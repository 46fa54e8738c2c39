use super::{fire_trigger, play_on_clients, ActionBehavior};
use crate::action::util::{hits_player_characters, ideal_melee_foe};
use crate::action::{ActionContext, ActionCore, ClientActionContext, VisualCue};
use crate::world::EntityId;

/// Extra reach the client allows before skipping the hit reaction.
const CLIENT_RANGE_PADDING: f32 = 3.0;

/// A swing that lands on the closest foe in front of the attacker at exec time.
///
/// The foe found when the swing starts is only a hint: whoever is actually in
/// reach when the blow lands takes the damage.
#[derive(Debug, Default)]
pub struct MeleeAction {
    execution_fired: bool,
    provisional_target: Option<EntityId>,
    impact_played: bool,
}

impl MeleeAction {
    fn detect_foe(core: &ActionCore, ctx: &ActionContext<'_>, hint: Option<EntityId>) -> Option<EntityId> {
        let side = hits_player_characters(&*ctx.world, ctx.character, core.config.is_friendly);
        ideal_melee_foe(&*ctx.world, ctx.character, core.config.range, side, hint)
    }

    fn play_hit_react(&mut self, core: &ActionCore, ctx: &mut ClientActionContext<'_>) {
        if self.impact_played {
            return;
        }
        self.impact_played = true;

        let (Some(target), Some(react)) = (core.data.primary_target(), core.config.react_anim.as_ref()) else {
            return;
        };
        let (Some(ours), Some(theirs)) = (ctx.world.position(ctx.character), ctx.world.position(target)) else {
            return;
        };
        let padded = core.config.range + CLIENT_RANGE_PADDING;
        if ours.distance_squared(&theirs) < padded * padded {
            ctx.cues.push(VisualCue::HitReact {
                target,
                name: react.clone(),
            });
        }
    }
}

impl ActionBehavior for MeleeAction {
    fn on_start(&mut self, core: &mut ActionCore, ctx: &mut ActionContext<'_>) -> bool {
        let hint = core
            .data
            .primary_target()
            .or_else(|| ctx.world.target_of(ctx.character));
        if let Some(foe) = Self::detect_foe(core, ctx, hint) {
            self.provisional_target = Some(foe);
            core.data.target_ids = Some(vec![foe]);
        }

        if core.data.direction != crate::math::Vec3::ZERO {
            if let Some(pos) = ctx.world.position(ctx.character) {
                ctx.world.look_at(ctx.character, pos + core.data.direction);
            }
        }

        fire_trigger(ctx, &core.config.anim);
        play_on_clients(core, ctx);
        true
    }

    fn on_update(&mut self, core: &mut ActionCore, ctx: &mut ActionContext<'_>) -> bool {
        if !self.execution_fired && core.time_running(ctx.now) >= core.config.exec_time_seconds {
            self.execution_fired = true;
            if let Some(foe) = Self::detect_foe(core, ctx, self.provisional_target) {
                ctx.world
                    .receive_hp(ctx.character, foe, -(core.config.amount as i32));
            }
        }
        true
    }

    fn on_update_client(&mut self, core: &mut ActionCore, ctx: &mut ClientActionContext<'_>) -> bool {
        if core.time_running(ctx.now) >= core.config.exec_time_seconds {
            self.play_hit_react(core, ctx);
        }
        true
    }
}

#[cfg(test)]
mod tests {
    use super::super::test_world::{make_action, start, Event, TestWorld};
    use crate::action::{ActionRequestData, ClientActionContext, VisualCue, TANK_BASE_ATTACK};
    use crate::math::Vec3;

    #[test]
    fn test_damage_lands_at_exec_time() {
        let mut world = TestWorld::new();
        let tank = world.spawn_player(Vec3::ZERO);
        let imp = world.spawn_npc(Vec3::new(0.0, 0.0, 1.5));
        let mut action = make_action(ActionRequestData::new(TANK_BASE_ATTACK));

        assert!(start(&mut world, &mut action, tank, 0.0));
        assert_eq!(action.data().target_ids, Some(vec![imp]));
        assert!(world.has(&Event::ClientPlay { id: tank, action_id: TANK_BASE_ATTACK }));

        assert!(action.on_update(&mut world.ctx(tank, 0.1)));
        assert_eq!(world.damage_to(imp), 0);

        assert!(action.on_update(&mut world.ctx(tank, 0.2)));
        assert!(action.on_update(&mut world.ctx(tank, 0.3)));
        assert_eq!(world.damage_to(imp), 30);
    }

    #[test]
    fn test_foe_that_stepped_away_is_not_hit() {
        let mut world = TestWorld::new();
        let tank = world.spawn_player(Vec3::ZERO);
        let imp = world.spawn_npc(Vec3::new(0.0, 0.0, 1.5));
        let mut action = make_action(ActionRequestData::new(TANK_BASE_ATTACK));
        start(&mut world, &mut action, tank, 0.0);

        world.body_mut(imp).position = Vec3::new(0.0, 0.0, 10.0);
        action.on_update(&mut world.ctx(tank, 0.25));

        assert_eq!(world.damage_to(imp), 0);
    }

    #[test]
    fn test_client_hit_react_plays_once_in_range() {
        let mut world = TestWorld::new();
        let tank = world.spawn_player(Vec3::ZERO);
        let imp = world.spawn_npc(Vec3::new(0.0, 0.0, 1.5));
        let mut action = make_action(ActionRequestData::new(TANK_BASE_ATTACK).with_targets(vec![imp]));
        let mut cues = Vec::new();

        let mut ctx = ClientActionContext { world: &world, character: tank, now: 0.0, cues: &mut cues };
        assert!(action.on_start_client(&mut ctx));
        ctx.now = 0.3;
        action.on_update_client(&mut ctx);
        action.on_update_client(&mut ctx);

        let reacts: Vec<_> = cues
            .iter()
            .filter(|c| matches!(c, VisualCue::HitReact { .. }))
            .collect();
        assert_eq!(reacts.len(), 1);
    }
}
____________________
▶ Your goal
Copy the listing in full, and keep every word exactly as it is.

▶ Written response
repository 46fa54e8738c2c39
use super::{fire_trigger, play_on_clients, ActionBehavior};
use crate::action::util::{hits_player_characters, ideal_melee_foe};
use crate::action::{ActionContext, ActionCore, ClientActionContext, VisualCue};
use crate::world::EntityId;

/// Extra reach the client allows before skipping the hit reaction.
const CLIENT_RANGE_PADDING: f32 = 3.0;

/// A swing that lands on the closest foe in front of the attacker at exec time.
///
/// The foe found when the swing starts is only a hint: whoever is actually in
/// reach when the blow lands takes the damage.
#[derive(Debug, Default)]
pub struct MeleeAction {
    execution_fired: bool,
    provisional_target: Option<EntityId>,
    impact_played: bool,
}

impl MeleeAction {
    fn detect_foe(core: &ActionCore, ctx: &ActionContext<'_>, hint: Option<EntityId>) -> Option<EntityId> {
        let side = hits_player_characters(&*ctx.world, ctx.character, core.config.is_friendly);
        ideal_melee_foe(&*ctx.world, ctx.character, core.config.range, side, hint)
    }

    fn play_hit_react(&mut self, core: &ActionCore, ctx: &mut ClientActionContext<'_>) {
        if self.impact_played {
            return;
        }
        self.impact_played = true;

        let (Some(target), Some(react)) = (core.data.primary_target(), core.config.react_anim.as_ref()) else {
            return;
        };
        let (Some(ours), Some(theirs)) = (ctx.world.position(ctx.character), ctx.world.position(target)) else {
            return;
        };
        let padded = core.config.range + CLIENT_RANGE_PADDING;
        if ours.distance_squared(&theirs) < padded * padded {
            ctx.cues.push(VisualCue::HitReact {
                target,
                name: react.clone(),
            });
        }
    }
}

impl ActionBehavior for MeleeAction {
    fn on_start(&mut self, core: &mut ActionCore, ctx: &mut ActionContext<'_>) -> bool {
        let hint = core
            .data
            .primary_target()
            .or_else(|| ctx.world.target_of(ctx.character));
        if let Some(foe) = Self::detect_foe(core, ctx, hint) {
            self.provisional_target = Some(foe);
            core.data.target_ids = Some(vec![foe]);
        }

        if core.data.direction != crate::math::Vec3::ZERO {
            if let Some(pos) = ctx.world.position(ctx.character) {
                ctx.world.look_at(ctx.character, pos + core.data.direction);
            }
        }

        fire_trigger(ctx, &core.config.anim);
        play_on_clients(core, ctx);
        true
    }

    fn on_update(&mut self, core: &mut ActionCore, ctx: &mut ActionContext<'_>) -> bool {
        if !self.execution_fired && core.time_running(ctx.now) >= core.config.exec_time_seconds {
            self.execution_fired = true;
            if let Some(foe) = Self::detect_foe(core, ctx, self.provisional_target) {
                ctx.world
                    .receive_hp(ctx.character, foe, -(core.config.amount as i32));
            }
        }
        true
    }

    fn on_update_client(&mut self, core: &mut ActionCore, ctx: &mut ClientActionContext<'_>) -> bool {
        if core.time_running(ctx.now) >= core.config.exec_time_seconds {
            self.play_hit_react(core, ctx);
        }
        true
    }
}

#[cfg(test)]
mod tests {
    use super::super::test_world::{make_action, start, Event, TestWorld};
    use crate::action::{ActionRequestData, ClientActionContext, VisualCue, TANK_BASE_ATTACK};
    use crate::math::Vec3;

    #[test]
    fn test_damage_lands_at_exec_time() {
        let mut world = TestWorld::new();
        let tank = world.spawn_player(Vec3::ZERO);
        let imp = world.spawn_npc(Vec3::new(0.0, 0.0, 1.5));
        let mut action = make_action(ActionRequestData::new(TANK_BASE_ATTACK));

        assert!(start(&mut world, &mut action, tank, 0.0));
        assert_eq!(action.data().target_ids, Some(vec![imp]));
        assert!(world.has(&Event::ClientPlay { id: tank, action_id: TANK_BASE_ATTACK }));

        assert!(action.on_update(&mut world.ctx(tank, 0.1)));
        assert_eq!(world.damage_to(imp), 0);

        assert!(action.on_update(&mut world.ctx(tank, 0.2)));
        assert!(action.on_update(&mut world.ctx(tank, 0.3)));
        assert_eq!(world.damage_to(imp), 30);
    }

    #[test]
    fn test_foe_that_stepped_away_is_not_hit() {
        let mut world = TestWorld::new();
        let tank = world.spawn_player(Vec3::ZERO);
        let imp = world.spawn_npc(Vec3::new(0.0, 0.0, 1.5));
        let mut action = make_action(ActionRequestData::new(TANK_BASE_ATTACK));
        start(&mut world, &mut action, tank, 0.0);

        world.body_mut(imp).position = Vec3::new(0.0, 0.0, 10.0);
        action.on_update(&mut world.ctx(tank, 0.25));

        assert_eq!(world.damage_to(imp), 0);
    }

    #[test]
    fn test_client_hit_react_plays_once_in_range() {
        let mut world = TestWorld::new();
        let tank = world.spawn_player(Vec3::ZERO);
        let imp = world.spawn_npc(Vec3::new(0.0, 0.0, 1.5));
        let mut action = make_action(ActionRequestData::new(TANK_BASE_ATTACK).with_targets(vec![imp]));
        let mut cues = Vec::new();

        let mut ctx = ClientActionContext { world: &world, character: tank, now: 0.0, cues: &mut cues };
        assert!(action.on_start_client(&mut ctx));
        ctx.now = 0.3;
        action.on_update_client(&mut ctx);
        action.on_update_client(&mut ctx);

        let reacts: Vec<_> = cues
            .iter()
            .filter(|c| matches!(c, VisualCue::HitReact { .. }))
            .collect();
        assert_eq!(reacts.len(), 1);
    }
}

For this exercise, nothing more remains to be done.